**What you have to do**
Below are entries; count each line that holds the word "execute" and report the number without any other words.

**Entries shown**
use anyhow::Result;
use sqlx::postgres::PgPoolOptions;
use sqlx::PgPool;
use tracing::info;

const MAX_CONNECTIONS: u32 = 10;

/// Creates and returns a PostgreSQL connection pool.
pub async fn create_pool(database_url: &str) -> Result<PgPool> {
    info!("Connecting to PostgreSQL...");

    let pool = PgPoolOptions::new()
        .max_connections(MAX_CONNECTIONS)
        .connect(database_url)
        .await?;

    info!("PostgreSQL connection pool established");
    Ok(pool)
}

/// Returns true when `err` is a Postgres unique-constraint violation.
pub fn is_unique_violation(err: &sqlx::Error) -> bool {
    err.as_database_error()
        .and_then(|db| db.code())
        .is_some_and(|code| code == "23505")
}
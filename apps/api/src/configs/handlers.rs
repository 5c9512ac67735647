use axum::{
    extract::{Path, State},
    Json,
};
use serde::Deserialize;
use serde_json::Value;

use crate::errors::AppError;
use crate::models::app_config::AppConfigRow;
use crate::state::AppState;

/// Longest accepted config key.
const MAX_KEY_LEN: usize = 64;

#[derive(Debug, Deserialize)]
pub struct PutConfigRequest {
    pub value: Value,
}

/// GET /api/configs
pub async fn handle_list_configs(
    State(state): State<AppState>,
) -> Result<Json<Vec<AppConfigRow>>, AppError> {
    let rows = sqlx::query_as::<_, AppConfigRow>("SELECT * FROM app_configs ORDER BY key")
        .fetch_all(&state.db)
        .await?;
    Ok(Json(rows))
}

/// GET /api/configs/:key
pub async fn handle_get_config(
    State(state): State<AppState>,
    Path(key): Path<String>,
) -> Result<Json<AppConfigRow>, AppError> {
    let row = sqlx::query_as::<_, AppConfigRow>("SELECT * FROM app_configs WHERE key = $1")
        .bind(&key)
        .fetch_optional(&state.db)
        .await?
        .ok_or_else(|| AppError::NotFound(format!("Config '{key}' not found")))?;
    Ok(Json(row))
}

/// PUT /api/configs/:key
///
/// Creates or replaces the value stored under `key`.
pub async fn handle_put_config(
    State(state): State<AppState>,
    Path(key): Path<String>,
    Json(req): Json<PutConfigRequest>,
) -> Result<Json<AppConfigRow>, AppError> {
    validate_key(&key)?;

    let row = sqlx::query_as::<_, AppConfigRow>(
        r#"
        INSERT INTO app_configs (key, value, updated_at)
        VALUES ($1, $2, NOW())
        ON CONFLICT (key) DO UPDATE SET value = EXCLUDED.value, updated_at = NOW()
        RETURNING *
        "#,
    )
    .bind(&key)
    .bind(&req.value)
    .fetch_one(&state.db)
    .await?;

    tracing::info!("Config '{key}' updated");
    Ok(Json(row))
}

/// Keys are short identifiers: ASCII letters, digits, `_`, `-` and `.`.
fn validate_key(key: &str) -> Result<(), AppError> {
    let valid = !key.is_empty()
        && key.len() <= MAX_KEY_LEN
        && key
            .chars()
            .all(|c| c.is_ascii_alphanumeric() || matches!(c, '_' | '-' | '.'));
    if valid {
        Ok(())
    } else {
        Err(AppError::Validation(format!("invalid config key '{key}'")))
    }
}
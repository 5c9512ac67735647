//! Template persistence. A template owns its slots: slots are never edited in place,
//! an update replaces the whole set inside one transaction.

use sqlx::{PgConnection, PgPool};
use tracing::info;
use uuid::Uuid;

use crate::models::template::{TemplateRow, TemplateSlotRow, TemplateWithSlots};
use crate::templates::models::{SlotInput, TemplateInput};

/// Slots created from the editor all sit on the same layer.
const DEFAULT_Z_INDEX: i32 = 1;

pub async fn list_templates(pool: &PgPool) -> Result<Vec<TemplateRow>, sqlx::Error> {
    sqlx::query_as::<_, TemplateRow>("SELECT * FROM templates ORDER BY created_at DESC")
        .fetch_all(pool)
        .await
}

pub async fn get_template_with_slots(
    pool: &PgPool,
    template_id: Uuid,
) -> Result<Option<TemplateWithSlots>, sqlx::Error> {
    let Some(template) =
        sqlx::query_as::<_, TemplateRow>("SELECT * FROM templates WHERE id = $1")
            .bind(template_id)
            .fetch_optional(pool)
            .await?
    else {
        return Ok(None);
    };

    let template_slots = sqlx::query_as::<_, TemplateSlotRow>(
        "SELECT * FROM template_slots WHERE template_id = $1 ORDER BY z_index, created_at, id",
    )
    .bind(template_id)
    .fetch_all(pool)
    .await?;

    Ok(Some(TemplateWithSlots {
        template,
        template_slots,
    }))
}

pub async fn create_template(pool: &PgPool, input: &TemplateInput) -> Result<Uuid, sqlx::Error> {
    let mut tx = pool.begin().await?;

    let template_id: Uuid = sqlx::query_scalar(
        r#"
        INSERT INTO templates (name, base_width, base_height, background_url, is_active)
        VALUES ($1, $2, $3, $4, TRUE)
        RETURNING id
        "#,
    )
    .bind(input.name.trim())
    .bind(input.width)
    .bind(input.height)
    .bind(input.background_url())
    .fetch_one(&mut *tx)
    .await?;

    insert_slots(&mut tx, template_id, &input.slots).await?;
    tx.commit().await?;

    info!(
        "Created template {template_id} with {} slots",
        input.slots.len()
    );
    Ok(template_id)
}

/// Returns false when no template has this id.
pub async fn update_template(
    pool: &PgPool,
    template_id: Uuid,
    input: &TemplateInput,
) -> Result<bool, sqlx::Error> {
    let mut tx = pool.begin().await?;

    let updated = sqlx::query(
        r#"
        UPDATE templates
        SET name = $1, base_width = $2, base_height = $3, background_url = $4, updated_at = NOW()
        WHERE id = $5
        "#,
    )
    .bind(input.name.trim())
    .bind(input.width)
    .bind(input.height)
    .bind(input.background_url())
    .bind(template_id)
    .execute(&mut *tx)
    .await?
    .rows_affected();

    if updated == 0 {
        tx.rollback().await?;
        return Ok(false);
    }

    sqlx::query("DELETE FROM template_slots WHERE template_id = $1")
        .bind(template_id)
        .execute(&mut *tx)
        .await?;
    insert_slots(&mut tx, template_id, &input.slots).await?;
    tx.commit().await?;

    info!(
        "Updated template {template_id}, replaced slots with {}",
        input.slots.len()
    );
    Ok(true)
}

/// Slots go with the template through `ON DELETE CASCADE`. Returns false when nothing matched.
pub async fn delete_template(pool: &PgPool, template_id: Uuid) -> Result<bool, sqlx::Error> {
    let deleted = sqlx::query("DELETE FROM templates WHERE id = $1")
        .bind(template_id)
        .execute(pool)
        .await?
        .rows_affected();
    Ok(deleted > 0)
}

async fn insert_slots(
    conn: &mut PgConnection,
    template_id: Uuid,
    slots: &[SlotInput],
) -> Result<(), sqlx::Error> {
    for slot in slots {
        sqlx::query(
            r#"
            INSERT INTO template_slots
                (template_id, slot_type, label_text, data_key,
                 pos_x, pos_y, width, height, style_config, z_index)
            VALUES ($1, $2, $3, $4, $5, $6, $7, $8, $9, $10)
            "#,
        )
        .bind(template_id)
        .bind(&slot.slot_type)
        .bind(&slot.content)
        .bind(slot.data_key())
        .bind(slot.x)
        .bind(slot.y)
        .bind(slot.width)
        .bind(slot.height)
        .bind(&slot.style)
        .bind(DEFAULT_Z_INDEX)
        .execute(&mut *conn)
        .await?;
    }
    Ok(())
}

**Reply to the task**
4